EXERCISE AIM: Take the records below from their first line to the line with "Maximum number of connections", and restate those lines word for word.

Segment Start: DATA

use crate::config::AppConfig;
use crate::errors::ServiceError;
use metrics::{counter, gauge};
use sea_orm::{ConnectOptions, ConnectionTrait, Database, DatabaseConnection, DbBackend};
use sea_orm_migration::MigratorTrait;
use std::time::Duration;
use tracing::{debug, error, info};

/// Type alias for a database connection pool
pub type DbPool = DatabaseConnection;

/// Configuration for database connection
#[derive(Debug, Clone)]
pub struct DbConfig {
    /// Database connection URL
    pub url: String,
    /// Maximum number of connections
    pub max_connections: u32,
    /// Minimum number of connections
    pub min_connections: u32,
    /// Connection timeout duration
    pub connect_timeout: Duration,
    /// Idle timeout duration
    pub idle_timeout: Duration,
    /// Acquire connection timeout
    pub acquire_timeout: Duration,
}

impl Default for DbConfig {
    fn default() -> Self {
        Self {
            url: String::new(),
            max_connections: 10,
            min_connections: 1,
            connect_timeout: Duration::from_secs(30),
            idle_timeout: Duration::from_secs(600),
            acquire_timeout: Duration::from_secs(8),
        }
    }
}

impl From<&AppConfig> for DbConfig {
    fn from(cfg: &AppConfig) -> Self {
        Self {
            url: cfg.database_url.clone(),
            max_connections: cfg.db_max_connections,
            min_connections: cfg.db_min_connections,
            connect_timeout: Duration::from_secs(cfg.db_connect_timeout_secs),
            idle_timeout: Duration::from_secs(cfg.db_idle_timeout_secs),
            acquire_timeout: Duration::from_secs(cfg.db_acquire_timeout_secs),
        }
    }
}

/// Establishes a connection pool to the database with custom configuration
///
/// # Errors
/// Returns a `ServiceError` if the connection cannot be established
pub async fn establish_connection_with_config(config: &DbConfig) -> Result<DbPool, ServiceError> {
    debug!(
        max_connections = config.max_connections,
        "Configuring database connection"
    );

    let mut opt = ConnectOptions::new(config.url.clone());
    opt.max_connections(config.max_connections)
        .min_connections(config.min_connections)
        .connect_timeout(config.connect_timeout)
        .acquire_timeout(config.acquire_timeout)
        .idle_timeout(config.idle_timeout)
        .sqlx_logging(false);

    gauge!("studio_db.max_connections", config.max_connections as f64);

    let db_pool = Database::connect(opt).await.map_err(|e| {
        error!(error = %e, "Database connection establishment failed");
        ServiceError::DatabaseError(e)
    })?;

    info!(
        backend = ?db_pool.get_database_backend(),
        "Database connection pool established"
    );
    Ok(db_pool)
}

/// Establish DB pool using AppConfig tuning
pub async fn establish_connection_from_app_config(cfg: &AppConfig) -> Result<DbPool, ServiceError> {
    let db_cfg: DbConfig = cfg.into();
    establish_connection_with_config(&db_cfg).await
}

/// Runs the embedded migrations
pub async fn run_migrations(pool: &DbPool) -> Result<(), ServiceError> {
    info!("Running database migrations");
    let start = std::time::Instant::now();

    let result = crate::migrator::Migrator::up(pool, None)
        .await
        .map_err(ServiceError::DatabaseError);

    let elapsed = start.elapsed();
    match &result {
        Ok(_) => info!("Database migrations completed in {:?}", elapsed),
        Err(e) => error!("Database migrations failed after {:?}: {}", elapsed, e),
    }

    result
}

/// Checks if the database connection is active
pub async fn check_connection(pool: &DbPool) -> Result<Duration, ServiceError> {
    let start = std::time::Instant::now();
    match pool.ping().await {
        Ok(()) => {
            let elapsed = start.elapsed();
            gauge!("studio_db.connection_latency", elapsed.as_millis() as f64);
            Ok(elapsed)
        }
        Err(e) => {
            error!(error = %e, "Database connection check failed");
            counter!("studio_db.connection_failures", 1);
            Err(ServiceError::DatabaseError(e))
        }
    }
}

/// Row locks are only meaningful on Postgres; SQLite serializes writers on its own.
pub fn supports_row_locks<C: ConnectionTrait>(conn: &C) -> bool {
    conn.get_database_backend() == DbBackend::Postgres
}

#[cfg(test)]
mod tests {
    use super::*;

    #[tokio::test]
    async fn connects_and_migrates_sqlite() {
        let dir = tempfile::tempdir().unwrap();
        let url = format!("sqlite://{}?mode=rwc", dir.path().join("db.sqlite").display());
        let pool = establish_connection_with_config(&DbConfig {
            url,
            max_connections: 1,
            ..Default::default()
        })
        .await
        .unwrap();

        run_migrations(&pool).await.unwrap();
        assert!(check_connection(&pool).await.is_ok());
        assert!(!supports_row_locks(&pool));
    }
}
/*!
 * # Health Check Module
 *
 * - `/api/health` reports database reachability, version and uptime
 * - `/api/health/live` answers as long as the process serves requests
 * - `/api/health/ready` fails with 503 while the database is unreachable
 */

use axum::{extract::State, http::StatusCode, response::Json, routing::get, Router};
use chrono::{DateTime, Utc};
use serde::{Deserialize, Serialize};
use std::collections::HashMap;
use std::time::Instant;
use tracing::{debug, warn};
use utoipa::ToSchema;

use crate::AppState;

#[derive(Serialize, Deserialize, Debug, Clone, PartialEq, ToSchema)]
#[serde(rename_all = "lowercase")]
pub enum HealthStatus {
    Up,
    Down,
}

#[derive(Serialize, Deserialize, Debug, Clone, ToSchema)]
pub struct HealthDetail {
    pub status: HealthStatus,
    #[serde(skip_serializing_if = "Option::is_none")]
    pub latency_ms: Option<u64>,
    #[serde(skip_serializing_if = "Option::is_none")]
    pub message: Option<String>,
}

#[derive(Serialize, Deserialize, Debug, Clone, ToSchema)]
pub struct HealthInfo {
    pub status: HealthStatus,
    pub version: String,
    pub environment: String,
    pub timestamp: DateTime<Utc>,
    pub uptime_seconds: u64,
    pub details: HashMap<String, HealthDetail>,
}

fn status_code(status: &HealthStatus) -> StatusCode {
    match status {
        HealthStatus::Up => StatusCode::OK,
        HealthStatus::Down => StatusCode::SERVICE_UNAVAILABLE,
    }
}

async fn probe(state: &AppState) -> HealthInfo {
    let database = match crate::db::check_connection(&state.db).await {
        Ok(elapsed) => HealthDetail {
            status: HealthStatus::Up,
            latency_ms: Some(elapsed.as_millis() as u64),
            message: None,
        },
        Err(e) => {
            warn!(error = %e, "Database health probe failed");
            HealthDetail {
                status: HealthStatus::Down,
                latency_ms: None,
                message: Some("database unreachable".to_string()),
            }
        }
    };

    let status = database.status.clone();
    let mut details = HashMap::new();
    details.insert("database".to_string(), database);

    HealthInfo {
        status,
        version: env!("CARGO_PKG_VERSION").to_string(),
        environment: state.config.environment.clone(),
        timestamp: Utc::now(),
        uptime_seconds: uptime(state.started_at),
        details,
    }
}

fn uptime(started_at: Instant) -> u64 {
    started_at.elapsed().as_secs()
}

/// Service and database health
#[utoipa::path(
    get,
    path = "/api/health",
    responses(
        (status = 200, description = "Service healthy", body = HealthInfo),
        (status = 503, description = "Database unreachable", body = HealthInfo),
    ),
    tag = "Health"
)]
pub async fn health_check(State(state): State<AppState>) -> (StatusCode, Json<HealthInfo>) {
    debug!("Health check endpoint called");
    let health = probe(&state).await;
    (status_code(&health.status), Json(health))
}

pub async fn readiness_check(State(state): State<AppState>) -> (StatusCode, Json<serde_json::Value>) {
    let health = probe(&state).await;
    (
        status_code(&health.status),
        Json(serde_json::json!({
            "ready": health.status == HealthStatus::Up,
            "timestamp": health.timestamp,
        })),
    )
}

pub async fn liveness_check(State(state): State<AppState>) -> Json<serde_json::Value> {
    Json(serde_json::json!({
        "alive": true,
        "uptime_seconds": uptime(state.started_at),
        "timestamp": Utc::now(),
    }))
}

pub fn health_routes() -> Router<AppState> {
    Router::new()
        .route("/", get(health_check))
        .route("/ready", get(readiness_check))
        .route("/live", get(liveness_check))
}
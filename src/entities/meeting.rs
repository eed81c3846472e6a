use chrono::{DateTime, Utc};
use sea_orm::entity::prelude::*;
use serde::{Deserialize, Serialize};
use utoipa::ToSchema;

/// Consultation meeting for a validated booking; one per booking
#[derive(Clone, Debug, PartialEq, Eq, DeriveEntityModel, Serialize, Deserialize)]
#[sea_orm(table_name = "meetings")]
pub struct Model {
    #[sea_orm(primary_key, auto_increment = false)]
    pub id: Uuid,
    #[sea_orm(unique)]
    pub booking_id: Uuid,
    pub admin_id: Uuid,
    pub customer_id: Uuid,
    pub platform: String,
    #[sea_orm(column_type = "Text")]
    pub scheduling_link: String,
    /// Carried through the scheduling link as `utm_content` and echoed back by the webhook
    #[sea_orm(unique)]
    pub correlation_token: String,
    #[sea_orm(nullable)]
    pub client_name: Option<String>,
    #[sea_orm(nullable)]
    pub client_email: Option<String>,
    #[sea_orm(nullable)]
    pub client_phone: Option<String>,
    #[sea_orm(column_type = "Text", nullable)]
    pub client_notes: Option<String>,
    #[sea_orm(nullable)]
    pub start_time: Option<DateTime<Utc>>,
    #[sea_orm(nullable)]
    pub end_time: Option<DateTime<Utc>>,
    pub status: MeetingStatus,
    #[sea_orm(nullable)]
    pub mou_file: Option<String>,
    pub created_at: DateTime<Utc>,
    pub updated_at: DateTime<Utc>,
}

#[derive(Copy, Clone, Debug, EnumIter, DeriveRelation)]
pub enum Relation {
    #[sea_orm(
        belongs_to = "super::booking::Entity",
        from = "Column::BookingId",
        to = "super::booking::Column::Id",
        on_delete = "Cascade"
    )]
    Booking,
    #[sea_orm(
        belongs_to = "super::admin::Entity",
        from = "Column::AdminId",
        to = "super::admin::Column::Id"
    )]
    Admin,
}

impl Related<super::booking::Entity> for Entity {
    fn to() -> RelationDef {
        Relation::Booking.def()
    }
}

impl Related<super::admin::Entity> for Entity {
    fn to() -> RelationDef {
        Relation::Admin.def()
    }
}

impl ActiveModelBehavior for ActiveModel {}

#[derive(
    Debug,
    Clone,
    Copy,
    PartialEq,
    Eq,
    Serialize,
    Deserialize,
    EnumIter,
    DeriveActiveEnum,
    ToSchema,
    strum::Display,
)]
#[serde(rename_all = "snake_case")]
#[strum(serialize_all = "snake_case")]
#[sea_orm(rs_type = "String", db_type = "String(StringLen::N(32))")]
pub enum MeetingStatus {
    #[sea_orm(string_value = "scheduled")]
    Scheduled,
    #[sea_orm(string_value = "completed")]
    Completed,
    #[sea_orm(string_value = "cancelled")]
    Cancelled,
}

impl MeetingStatus {
    pub fn can_transition_to(self, next: MeetingStatus) -> bool {
        self == MeetingStatus::Scheduled && next != MeetingStatus::Scheduled
    }
}
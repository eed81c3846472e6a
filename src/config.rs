use config::{Config, ConfigError, Environment, File};
use serde::Deserialize;
use std::env;
use std::path::Path;
use thiserror::Error;
use tracing::{error, info};
use validator::{Validate, ValidationError, ValidationErrors};

/// Default values for configuration
const DEFAULT_LOG_LEVEL: &str = "info";
const DEFAULT_ENV: &str = "development";
const DEFAULT_PORT: u16 = 5000;
const CONFIG_DIR: &str = "config";
const DEFAULT_RATE_LIMIT_REQUESTS: u32 = 100;
const DEFAULT_RATE_LIMIT_WINDOW_SECS: u64 = 15 * 60;
const DEFAULT_UPLOAD_DIR: &str = "uploads";
const DEFAULT_MAX_UPLOAD_BYTES: usize = 10 * 1024 * 1024;
const DEFAULT_WEBHOOK_TOLERANCE_SECS: u64 = 300;
const DEV_DEFAULT_JWT_SECRET: &str =
    "dev_only_jwt_secret_for_local_studio_booking_runs_rotate_before_deploying_9f3k";

/// Studio identity printed on receipts, invoices and agreements
#[derive(Clone, Debug, Deserialize)]
#[serde(deny_unknown_fields)]
pub struct StudioProfile {
    #[serde(default = "default_studio_name")]
    pub name: String,
    #[serde(default)]
    pub address: String,
    #[serde(default)]
    pub phone: String,
    #[serde(default)]
    pub email: String,
    #[serde(default)]
    pub bank_name: String,
    #[serde(default)]
    pub bank_account_number: String,
    #[serde(default)]
    pub bank_account_holder: String,
    /// Name of the person signing agreements on behalf of the studio
    #[serde(default)]
    pub signatory: String,
}

impl Default for StudioProfile {
    fn default() -> Self {
        Self {
            name: default_studio_name(),
            address: String::new(),
            phone: String::new(),
            email: String::new(),
            bank_name: String::new(),
            bank_account_number: String::new(),
            bank_account_holder: String::new(),
            signatory: String::new(),
        }
    }
}
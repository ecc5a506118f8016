use chrono::Local;
use fbref_harvest::{
    config::HarvestConfig, info_time, logging::init_logging, process::Harvester,
    request::Fetcher, tables::TABLE_SPECS, Result,
};

#[tokio::main]
async fn main() -> Result<()> {
    init_logging();
    let start_time = Local::now();

    let config = HarvestConfig::default();
    let fetcher = Fetcher::new(&config)?;
    tracing::info!(
        "Session user agent: {}",
        fetcher.user_agent().unwrap_or("<reqwest default>")
    );
    let harvester = Harvester::new(config, TABLE_SPECS, fetcher);
    harvester.run().await?;

    info_time!(start_time, "Full program time:");
    Ok(())
}
use std::fmt;

use chrono::Local;
use tracing::{debug, error, info, warn};

use crate::config::{HarvestConfig, PauseKind};
use crate::parse::{extract_page, Lookup};
use crate::request::PageSource;
use crate::season::Season;
use crate::store;
use crate::tables::TableSpec;
use crate::{info_time, Result};

/// Per (season, table) result recorded in the run log.
#[derive(Debug, Clone, Copy, PartialEq, Eq, Default)]
pub enum Outcome {
    Yes,
    #[default]
    Missing,
    Error,
}

impl fmt::Display for Outcome {
    fn fmt(&self, f: &mut fmt::Formatter<'_>) -> fmt::Result {
        f.write_str(match self {
            Outcome::Yes => "yes",
            Outcome::Missing => "missing",
            Outcome::Error => "error",
        })
    }
}

/// Outcomes for every table key of one season, in spec order.
#[derive(Debug, Clone, PartialEq, Eq)]
pub struct SeasonRecord {
    pub season: Season,
    pub outcomes: Vec<(&'static str, Outcome)>,
}

impl SeasonRecord {
    pub fn new(season: Season) -> Self {
        Self {
            season,
            outcomes: Vec::new(),
        }
    }

    /// Same outcome for every key, used when a season never got as far as
    /// extraction.
    pub fn filled(season: Season, specs: &[TableSpec], outcome: Outcome) -> Self {
        Self {
            season,
            outcomes: specs.iter().map(|spec| (spec.key, outcome)).collect(),
        }
    }

    pub fn push(&mut self, key: &'static str, outcome: Outcome) {
        self.outcomes.push((key, outcome));
    }

    pub fn outcome(&self, key: &str) -> Option<Outcome> {
        self.outcomes
            .iter()
            .find(|(k, _)| *k == key)
            .map(|(_, outcome)| *outcome)
    }
}

#[derive(Debug, Clone, Default, PartialEq, Eq)]
pub struct RunLog {
    /// Seasons that were processed, in run order.
    pub records: Vec<SeasonRecord>,
    /// Seasons skipped because every table file was already on disk.
    pub skipped: Vec<Season>,
}

impl RunLog {
    #[cfg(test)]
    fn record(&self, season: Season) -> Option<&SeasonRecord> {
        self.records.iter().find(|r| r.season == season)
    }

    /// (yes, missing, error) across all processed seasons.
    pub fn tally(&self) -> (usize, usize, usize) {
        self.records
            .iter()
            .flat_map(|r| r.outcomes.iter())
            .fold((0, 0, 0), |(y, m, e), (_, outcome)| match outcome {
                Outcome::Yes => (y + 1, m, e),
                Outcome::Missing => (y, m + 1, e),
                Outcome::Error => (y, m, e + 1),
            })
    }
}

/// Walks the configured seasons one at a time, pulling every table from
/// each season page and writing it to disk.
pub struct Harvester<S> {
    config: HarvestConfig,
    specs: Vec<TableSpec>,
    source: S,
}

impl<S: PageSource> Harvester<S> {
    pub fn new(config: HarvestConfig, specs: &[TableSpec], source: S) -> Self {
        Self {
            config,
            specs: specs.to_vec(),
            source,
        }
    }

    #[cfg(test)]
    fn source(&self) -> &S {
        &self.source
    }

    /// Attempts every season, then writes the run log. Only a failure to
    /// write the log itself is returned as an error.
    pub async fn run(&self) -> Result<RunLog> {
        let start_time = Local::now();
        let range = &self.config.seasons;
        info_time!(
            "Started harvesting {} seasons into {}",
            range.len(),
            self.config.output_dir.display()
        );

        let mut log = RunLog::default();
        let mut requested = false;

        for season in range.iter() {
            if store::season_complete(&self.config.output_dir, &self.specs, season) {
                info!("Skipping {season} (already scraped)");
                log.skipped.push(season);
                continue;
            }

            if !requested {
                info!("Waiting before the first request");
                self.pause(PauseKind::Initial).await;
                requested = true;
            }

            let record = match self.harvest_season(season).await {
                Ok(record) => record,
                Err(e) => {
                    error!("Failure while processing {season}: {e}, cooling down");
                    self.pause(PauseKind::ErrorCooldown).await;
                    SeasonRecord::filled(season, &self.specs, Outcome::Error)
                }
            };
            log.records.push(record);
        }

        store::write_log(&self.config.log_path, &self.specs, &log.records)?;
        let (yes, missing, errors) = log.tally();
        info_time!(
            start_time,
            "Log saved to {}: {} seasons processed, {} skipped, {yes} yes / {missing} missing / {errors} error",
            self.config.log_path.display(),
            log.records.len(),
            log.skipped.len()
        );

        Ok(log)
    }

    /// Fetches one season page and settles every table on it. A failed
    /// fetch marks the whole season `missing`; anything else unexpected is
    /// returned to the caller.
    async fn harvest_season(&self, season: Season) -> Result<SeasonRecord> {
        let url = season.url(&self.config.host);
        info_time!("Scraping {season}: {url}");

        let html = match self.source.fetch_page(&url).await {
            Ok(html) => html,
            Err(e) if e.is_fetch_failure() => {
                warn!("Fetch failed for {season}: {e}");
                self.pause(PauseKind::Season).await;
                return Ok(SeasonRecord::filled(season, &self.specs, Outcome::Missing));
            }
            Err(e) => return Err(e),
        };

        let mut record = SeasonRecord::new(season);
        for (spec, lookup) in extract_page(html, self.specs.clone()).await? {
            let outcome = self.settle_table(season, &spec, lookup);
            record.push(spec.key, outcome);
            self.pause(PauseKind::Table).await;
        }

        info!("Done {season}");
        self.pause(PauseKind::Season).await;
        Ok(record)
    }

    /// Writes a found table; every other lookup result becomes `missing`.
    fn settle_table(&self, season: Season, spec: &TableSpec, lookup: Result<Lookup>) -> Outcome {
        let label = season.compact_label();
        let (key, name) = (spec.key, spec.label);
        match lookup {
            Ok(Lookup::Found(table)) => {
                let table = table.with_season(&label);
                match store::write_table(&self.config.output_dir, key, season, &table) {
                    Ok(path) => {
                        debug!(rows = table.rows.len(), "Wrote {}", path.display());
                        Outcome::Yes
                    }
                    Err(e) => {
                        warn!("Error processing {key} ({name}) for {label}: {e}");
                        Outcome::Missing
                    }
                }
            }
            Ok(Lookup::NoContainerId) => {
                warn!("No container id configured for {key}");
                Outcome::Missing
            }
            Ok(Lookup::NoContainer) => {
                warn!("Container not found: {} for {key}", spec.container_id);
                Outcome::Missing
            }
            Ok(Lookup::NoTable) => {
                warn!("Table not found: {key} ({name}) in {label}");
                Outcome::Missing
            }
            Err(e) => {
                warn!("Error processing {key} ({name}) for {label}: {e}");
                Outcome::Missing
            }
        }
    }

    async fn pause(&self, kind: PauseKind) {
        self.config.pacing.get(kind).sleep().await;
    }
}
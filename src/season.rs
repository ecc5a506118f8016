use std::fmt;
use std::ops::RangeInclusive;

/// A season, identified by the year it starts in.
#[derive(Debug, Clone, Copy, PartialEq, Eq, PartialOrd, Ord, Hash)]
pub struct Season(pub u16);

impl Season {
    /// `2005-06`, used in file names and the `season` column.
    pub fn compact_label(&self) -> String {
        format!("{}-{:02}", self.0, (u32::from(self.0) + 1) % 100)
    }

    /// `2005-2006`, used in request paths.
    pub fn full_label(&self) -> String {
        format!("{}-{}", self.0, u32::from(self.0) + 1)
    }

    pub fn url(&self, host: &str) -> String {
        format!(
            "{}/en/comps/9/{}/{}-Premier-League-Stats",
            host.trim_end_matches('/'),
            self.full_label(),
            self.compact_label()
        )
    }
}

impl fmt::Display for Season {
    fn fmt(&self, f: &mut fmt::Formatter<'_>) -> fmt::Result {
        f.write_str(&self.compact_label())
    }
}

/// Contiguous, inclusive run of seasons.
#[derive(Debug, Clone, PartialEq, Eq)]
pub struct SeasonRange {
    first: u16,
    last: u16,
}

impl SeasonRange {
    pub fn new(first: u16, last: u16) -> Self {
        Self { first, last }
    }

    pub fn years(&self) -> RangeInclusive<u16> {
        self.first..=self.last
    }

    pub fn iter(&self) -> impl Iterator<Item = Season> {
        self.years().map(Season)
    }

    pub fn len(&self) -> usize {
        self.years().count()
    }

    pub fn is_empty(&self) -> bool {
        self.first > self.last
    }
}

Segment End: DATA

RESPONSE AREA:
use crate::config::AppConfig;
use crate::errors::ServiceError;
use metrics::{counter, gauge};
use sea_orm::{ConnectOptions, ConnectionTrait, Database, DatabaseConnection, DbBackend};
use sea_orm_migration::MigratorTrait;
use std::time::Duration;
use tracing::{debug, error, info};

/// Type alias for a database connection pool
pub type DbPool = DatabaseConnection;

/// Configuration for database connection
#[derive(Debug, Clone)]
pub struct DbConfig {
    /// Database connection URL
    pub url: String,
    /// Maximum number of connections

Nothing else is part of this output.